Já a edição de genoma deve começar a partir de 2022. Segundo o pesquisar, trata-se de uma metodologia recente que agiliza e facilita mudanças no genoma. “É uma técnica que permite fazermos alterações muito pequenas e pontuais em uma pequena sequência do DNA do gene, sem termos de tirar e reintroduzir um gene completo na planta. É uma metodologia que abre muitas possibilidades e que vem avançando rapidamente em todo mundo”, diz Menossi.

Cana-energia

As pesquisas genéticas em busca de variedades tolerantes à seca também avançam no Laboratório de Transdução de Sinal do Instituto de Química da USP. Por lá, além da tolerância à seca, a atual aposta recai sobre a chamada cana-energia, desenvolvida a partir de cruzamentos que integraram genes de espécies ancestrais de cana com variedades mais recentes. 

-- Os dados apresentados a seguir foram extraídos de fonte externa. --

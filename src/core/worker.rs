//! Worker identity, static capacity, and dynamic availability.
//!
//! Grounded on the Worker trait/metadata split in the reference worker
//! registry (static connection properties vs. mutable load state), adapted
//! from an object-safe trait to a plain value type since workers here are
//! data records owned by [`crate::node_store::NodeStore`], not live handles.

use serde::{Deserialize, Serialize};

/// Opaque worker identifier, assigned by the caller and unique while registered.
#[derive(Debug, Clone, Copy, PartialEq, Eq, PartialOrd, Ord, Hash, Serialize, Deserialize)]
pub struct WorkerId(pub u64);

impl std::fmt::Display for WorkerId {
    fn fmt(&self, f: &mut std::fmt::Formatter<'_>) -> std::fmt::Result {
        write!(f, "{}", self.0)
    }
}

/// Index into the group table assigned by the group generator. Stable until
/// the next regeneration.
#[derive(Debug, Clone, Copy, PartialEq, Eq, Hash, Serialize, Deserialize)]
pub struct GroupId(pub u32);

/// A worker's role in a disaggregated deployment. Flex workers can serve
/// either role; Undefined workers only appear in single-node deployments.
#[derive(Debug, Clone, Copy, PartialEq, Eq, Serialize, Deserialize)]
#[serde(rename_all = "snake_case")]
pub enum WorkerRole {
    Prefill,
    Decode,
    Flex,
    Undefined,
}

/// Capacity and identity that do not change for the lifetime of a registration.
#[derive(Debug, Clone, PartialEq, Serialize, Deserialize)]
pub struct StaticInfo {
    pub id: WorkerId,
    pub role: WorkerRole,
    pub label: String,
    pub max_seq_len: u32,
    pub max_output_len: u32,
    pub total_slots: u32,
    pub total_blocks: u32,
    pub block_size: u32,
}

/// Availability refreshed by periodic `Update` calls.
#[derive(Debug, Clone, PartialEq, Default, Serialize, Deserialize)]
pub struct DynamicInfo {
    pub avail_slots: u32,
    pub avail_blocks: u32,
    /// For Decode workers: the Prefill workers they are physically connected to.
    pub peers: Vec<WorkerId>,
}

impl StaticInfo {
    /// The plain availability predicate used by RoundRobin: non-zero capacity
    /// declared, and some of it currently free.
    pub fn is_available(&self, dynamic: &DynamicInfo) -> bool {
        self.total_slots >= 1
            && self.total_blocks >= 1
            && dynamic.avail_slots > 0
            && dynamic.avail_blocks > 0
    }

    /// The fractional-threshold predicate used by CacheAffinity.
    pub fn passes_thresholds(
        &self,
        dynamic: &DynamicInfo,
        slots_thresh: f64,
        blocks_thresh: f64,
    ) -> bool {
        if self.total_slots == 0 || self.total_blocks == 0 {
            return false;
        }
        let slots_ratio = dynamic.avail_slots as f64 / self.total_slots as f64;
        let blocks_ratio = dynamic.avail_blocks as f64 / self.total_blocks as f64;
        slots_ratio > slots_thresh && blocks_ratio > blocks_thresh
    }
}
//! C7 — the axum HTTP front-end fronting the scheduler and controller registry.

mod error;

use std::sync::Arc;

use axum::extract::{Path, State};
use axum::routing::{delete, get, post};
use axum::{Json, Router};
use serde::Serialize;
use tower_http::timeout::TimeoutLayer;
use tower_http::trace::TraceLayer;

use crate::config::CrossNodeConfig;
use crate::controller::{ControllerRegistry, CrossNodeController, KubeClient};
use crate::controller::cross_node::DeployConfig;
use crate::controller::status_file::StatusHandler;
use crate::core::Request as SchedulerRequest;
use crate::scheduler::Scheduler;

pub use error::ApiError;

/// Shared state every handler closes over. Cheap to clone: everything inside
/// is already an `Arc`.
#[derive(Clone)]
pub struct AppState {
    pub scheduler: Arc<Scheduler>,
    pub registry: Arc<ControllerRegistry>,
    pub kube: Arc<dyn KubeClient>,
    pub status_handler: Arc<StatusHandler>,
    pub cross_node_config: CrossNodeConfig,
}

pub fn router(state: AppState) -> Router {
    Router::new()
        .route("/v1/servers", post(create_server))
        .route("/v1/servers/{name}", get(get_server).delete(delete_server))
        .route("/v1/requests", post(submit_request))
        .route("/healthz", get(healthz))
        .layer(TraceLayer::new_for_http())
        .layer(TimeoutLayer::new(std::time::Duration::from_secs(30)))
        .with_state(state)
}

async fn healthz() -> &'static str {
    "ok"
}

async fn create_server(
    State(state): State<AppState>,
    Json(config): Json<DeployConfig>,
) -> Result<Json<ServerStatusResponse>, ApiError> {
    let server_name = config.server_name.clone();
    let controller = Arc::new(CrossNodeController::new(
        state.kube.clone(),
        state.status_handler.clone(),
        state.cross_node_config.clone(),
    ));
    controller.deploy(config).await?;
    state.registry.insert(server_name.clone(), controller.clone());
    spawn_background_loops(controller, state.cross_node_config.clone());

    let (status, message) = state.registry.get(&server_name)?.status();
    Ok(Json(ServerStatusResponse {
        server_name,
        status: format!("{status:?}"),
        message,
    }))
}

pub fn spawn_background_loops(controller: Arc<CrossNodeController>, cross_node_config: CrossNodeConfig) {
    let discovery_interval = std::time::Duration::from_secs(cross_node_config.discovery_interval_secs);
    let monitor_interval = std::time::Duration::from_secs(cross_node_config.monitor_interval_secs);

    let discovery_controller = controller.clone();
    tokio::task::spawn(async move {
        loop {
            if let Err(err) = discovery_controller.run_discovery_tick().await {
                tracing::warn!(error = %err, "discovery tick failed");
            }
            tokio::time::sleep(discovery_interval).await;
        }
    });
    tokio::task::spawn(async move {
        loop {
            if let Err(err) = controller.run_monitor_tick().await {
                tracing::warn!(error = %err, "monitor tick failed");
            }
            tokio::time::sleep(monitor_interval).await;
        }
    });
}

#[derive(Debug, Serialize)]
struct ServerStatusResponse {
    server_name: String,
    status: String,
    message: String,
}

async fn get_server(
    State(state): State<AppState>,
    Path(name): Path<String>,
) -> Result<Json<ServerStatusResponse>, ApiError> {
    let controller = state.registry.get(&name)?;
    let (status, message) = controller.status();
    Ok(Json(ServerStatusResponse {
        server_name: name,
        status: format!("{status:?}"),
        message,
    }))
}

async fn delete_server(State(state): State<AppState>, Path(name): Path<String>) -> Result<(), ApiError> {
    let controller = state.registry.get(&name)?;
    controller.unload().await?;
    state.registry.remove(&name);
    Ok(())
}

async fn submit_request(
    State(state): State<AppState>,
    Json(request): Json<SchedulerRequest>,
) -> axum::http::StatusCode {
    state.scheduler.submit(request);
    axum::http::StatusCode::ACCEPTED
}
//! Typed configuration, loaded from YAML with per-field environment overrides.
//!
//! Grounded on this codebase's `clap(derive, env)` CLI convention: a thin
//! `Cli` struct layered over a `serde`-deserialized file, rather than the
//! source's free-form `map<string, string>` passed by value.

use std::path::PathBuf;

use clap::Parser;
use serde::{Deserialize, Serialize};

use crate::policies::cache_affinity::CacheAffinityConfig;

#[derive(Debug, Clone, Copy, PartialEq, Eq, Serialize, Deserialize)]
#[serde(rename_all = "snake_case")]
pub enum DeployModeConfig {
    SingleNode,
    PdSeparate,
    PdDisaggregation,
    PdDisaggregationSingleContainer,
}

impl DeployModeConfig {
    pub fn is_single_node(self) -> bool {
        matches!(self, DeployModeConfig::SingleNode)
    }
}

#[derive(Debug, Clone, Serialize, Deserialize)]
pub struct SchedulerConfig {
    pub deploy_mode: DeployModeConfig,
    #[serde(default = "default_algorithm_type")]
    pub algorithm_type: String,
    #[serde(default = "default_cache_size")]
    pub cache_size: usize,
    #[serde(default = "default_slots_thresh")]
    pub slots_thresh: f64,
    #[serde(default = "default_block_thresh")]
    pub block_thresh: f64,
}

fn default_algorithm_type() -> String {
    "round_robin".to_string()
}
fn default_cache_size() -> usize {
    100
}
fn default_slots_thresh() -> f64 {
    0.05
}
fn default_block_thresh() -> f64 {
    0.05
}

impl SchedulerConfig {
    pub fn prefix_cache_config(&self) -> CacheAffinityConfig {
        CacheAffinityConfig {
            cache_capacity: self.cache_size,
            slots_thresh: self.slots_thresh,
            block_thresh: self.block_thresh,
        }
    }
}

#[derive(Debug, Clone, Serialize, Deserialize)]
pub struct CrossNodeConfig {
    #[serde(default = "default_discovery_interval_secs")]
    pub discovery_interval_secs: u64,
    #[serde(default = "default_monitor_interval_secs")]
    pub monitor_interval_secs: u64,
    #[serde(default = "default_recover_retries")]
    pub recover_retries: u32,
    #[serde(default = "default_recover_retry_delay_secs")]
    pub recover_retry_delay_secs: u64,
    #[serde(default = "default_max_instances")]
    pub max_instances: u32,
    #[serde(default = "default_max_servers")]
    pub max_servers: usize,
    #[serde(default)]
    pub tls_enabled: bool,
    /// Per-call timeout for every Kubernetes API request issued by the
    /// controller.
    #[serde(default = "default_kube_call_timeout_secs")]
    pub kube_call_timeout_secs: u64,
    /// Number of retries after an initial failed Kubernetes API call before
    /// the failure is surfaced to the caller.
    #[serde(default = "default_kube_call_retries")]
    pub kube_call_retries: u32,
}

fn default_discovery_interval_secs() -> u64 {
    1
}
fn default_monitor_interval_secs() -> u64 {
    3
}
fn default_recover_retries() -> u32 {
    10
}
fn default_recover_retry_delay_secs() -> u64 {
    3
}
fn default_max_instances() -> u32 {
    1
}
fn default_max_servers() -> usize {
    1
}
fn default_kube_call_timeout_secs() -> u64 {
    3
}
fn default_kube_call_retries() -> u32 {
    2
}

impl Default for CrossNodeConfig {
    fn default() -> Self {
        Self {
            discovery_interval_secs: default_discovery_interval_secs(),
            monitor_interval_secs: default_monitor_interval_secs(),
            recover_retries: default_recover_retries(),
            recover_retry_delay_secs: default_recover_retry_delay_secs(),
            max_instances: default_max_instances(),
            max_servers: default_max_servers(),
            tls_enabled: false,
            kube_call_timeout_secs: default_kube_call_timeout_secs(),
            kube_call_retries: default_kube_call_retries(),
        }
    }
}

#[derive(Debug, Clone, Serialize, Deserialize)]
pub struct HttpConfig {
    #[serde(default = "default_bind_addr")]
    pub bind_addr: String,
}

fn default_bind_addr() -> String {
    "0.0.0.0:8080".to_string()
}

impl Default for HttpConfig {
    fn default() -> Self {
        Self {
            bind_addr: default_bind_addr(),
        }
    }
}

#[derive(Debug, Clone, Copy, PartialEq, Eq, Serialize, Deserialize)]
#[serde(rename_all = "lowercase")]
pub enum LogFormat {
    Pretty,
    Json,
}

#[derive(Debug, Clone, Serialize, Deserialize)]
pub struct LoggingConfig {
    #[serde(default = "default_log_format")]
    pub format: LogFormat,
}

fn default_log_format() -> LogFormat {
    LogFormat::Pretty
}

impl Default for LoggingConfig {
    fn default() -> Self {
        Self {
            format: default_log_format(),
        }
    }
}

#[derive(Debug, Clone, Serialize, Deserialize)]
pub struct CoordinatorConfig {
    pub scheduler: SchedulerConfig,
    #[serde(default)]
    pub cross_node: CrossNodeConfig,
    #[serde(default)]
    pub http: HttpConfig,
    #[serde(default)]
    pub logging: LoggingConfig,
    #[serde(default = "default_status_file")]
    pub status_file: PathBuf,
}

fn default_status_file() -> PathBuf {
    PathBuf::from("/var/run/digs-coordinator/status.json")
}

impl CoordinatorConfig {
    pub fn load(path: &std::path::Path) -> anyhow::Result<Self> {
        let raw = std::fs::read_to_string(path)?;
        let config: CoordinatorConfig = serde_yaml::from_str(&raw)?;
        Ok(config)
    }
}

/// CLI entrypoint surface. Per-field overrides read from the environment
/// take precedence over the config file for the knobs operators tune most.
#[derive(Debug, Parser)]
#[command(name = "digs-coordinator", about = "Routing scheduler and cross-node instance lifecycle controller")]
pub struct Cli {
    #[arg(long, env = "DIGS_CONFIG")]
    pub config: PathBuf,

    #[arg(long, env = "DIGS_LOG_FORMAT")]
    pub log_format: Option<LogFormat>,

    #[arg(long, env = "DIGS_HTTP_BIND_ADDR")]
    pub http_bind_addr: Option<String>,

    #[arg(long, env = "DIGS_STATUS_FILE")]
    pub status_file: Option<PathBuf>,
}

impl clap::ValueEnum for LogFormat {
    fn value_variants<'a>() -> &'a [Self] {
        &[LogFormat::Pretty, LogFormat::Json]
    }

    fn to_possible_value(&self) -> Option<clap::builder::PossibleValue> {
        Some(match self {
            LogFormat::Pretty => clap::builder::PossibleValue::new("pretty"),
            LogFormat::Json => clap::builder::PossibleValue::new("json"),
        })
    }
}

impl std::str::FromStr for LogFormat {
    type Err = String;

    fn from_str(s: &str) -> std::result::Result<Self, Self::Err> {
        match s {
            "pretty" => Ok(LogFormat::Pretty),
            "json" => Ok(LogFormat::Json),
            other => Err(format!("unknown log format: {other}")),
        }
    }
}

impl Cli {
    /// Loads the config file and applies CLI/env overrides over it.
    pub fn resolve(self) -> anyhow::Result<CoordinatorConfig> {
        let mut config = CoordinatorConfig::load(&self.config)?;
        if let Some(format) = self.log_format {
            config.logging.format = format;
        }
        if let Some(bind_addr) = self.http_bind_addr {
            config.http.bind_addr = bind_addr;
        }
        if let Some(status_file) = self.status_file {
            config.status_file = status_file;
        }
        Ok(config)
    }
}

“Esta é uma cana voltada à produção de biomassa para a geração de energia elétrica, mas que, por apresentar maior rusticidade, também suporta muito bem o estresse hídrico”, explica Glaucia Mendes Souza, pesquisadora e professora titular do Departamento de Bioquímica da Universidade de São Paulo (USP), especialista em genética molecular e coordenadora do BIOEN. Glaucia também coordenou o primeiro sequenciamento genético completo de uma variedade comercial da cana realizado no mundo. 

Segundo a pesquisadora, a cana-energia atinge níveis de produtividade de 250 toneladas por hectare e, no caso de algumas variedades, mantém idêntico índice de produção de açúcar comparado às espécies modernas mais utilizadas. Foram avaliados genótipos de cana-energia em campo por vários anos seguidos, com a obtenção de bons resultados. “Agora estamos fazendo análises integradas para saber quais características agronômicas esses genes estão trazendo à planta. Nosso próximo passo é fazer experimentos que visem avaliar melhor a tolerância à seca”, frisa a especialista. Ela acredita que muito em breve terá uma espécie comercial tolerante à seca e com alta produtividade.

Glaucia explica que a cana-energia, por possuir mais biomassa, possibilita aumentar a geração de bioeletricidade e isso contribui para fechar o ciclo energético com baixa emissão de gases do efeito estufa. “O CO2 emitido pela geração de energia a partir da queima do bagaço ou pelo uso do etanol combustível é sequestrado pela própria cana durante a fotossíntese para a produção da biomassa. É um processo de geração energética fechado, limpo e sustentável, que lembra os ciclos da natureza”, enaltece. Glaucia explica ainda que o bagaço da cana pode ter diversos usos. “A lignina presente no bagaço serve para fazer uma série de bioprodutos, que vão desde papel até cimento. Estamos desenvolvendo ‘blocos de construção’ para uma indústria baseada em plantas.”, aponta.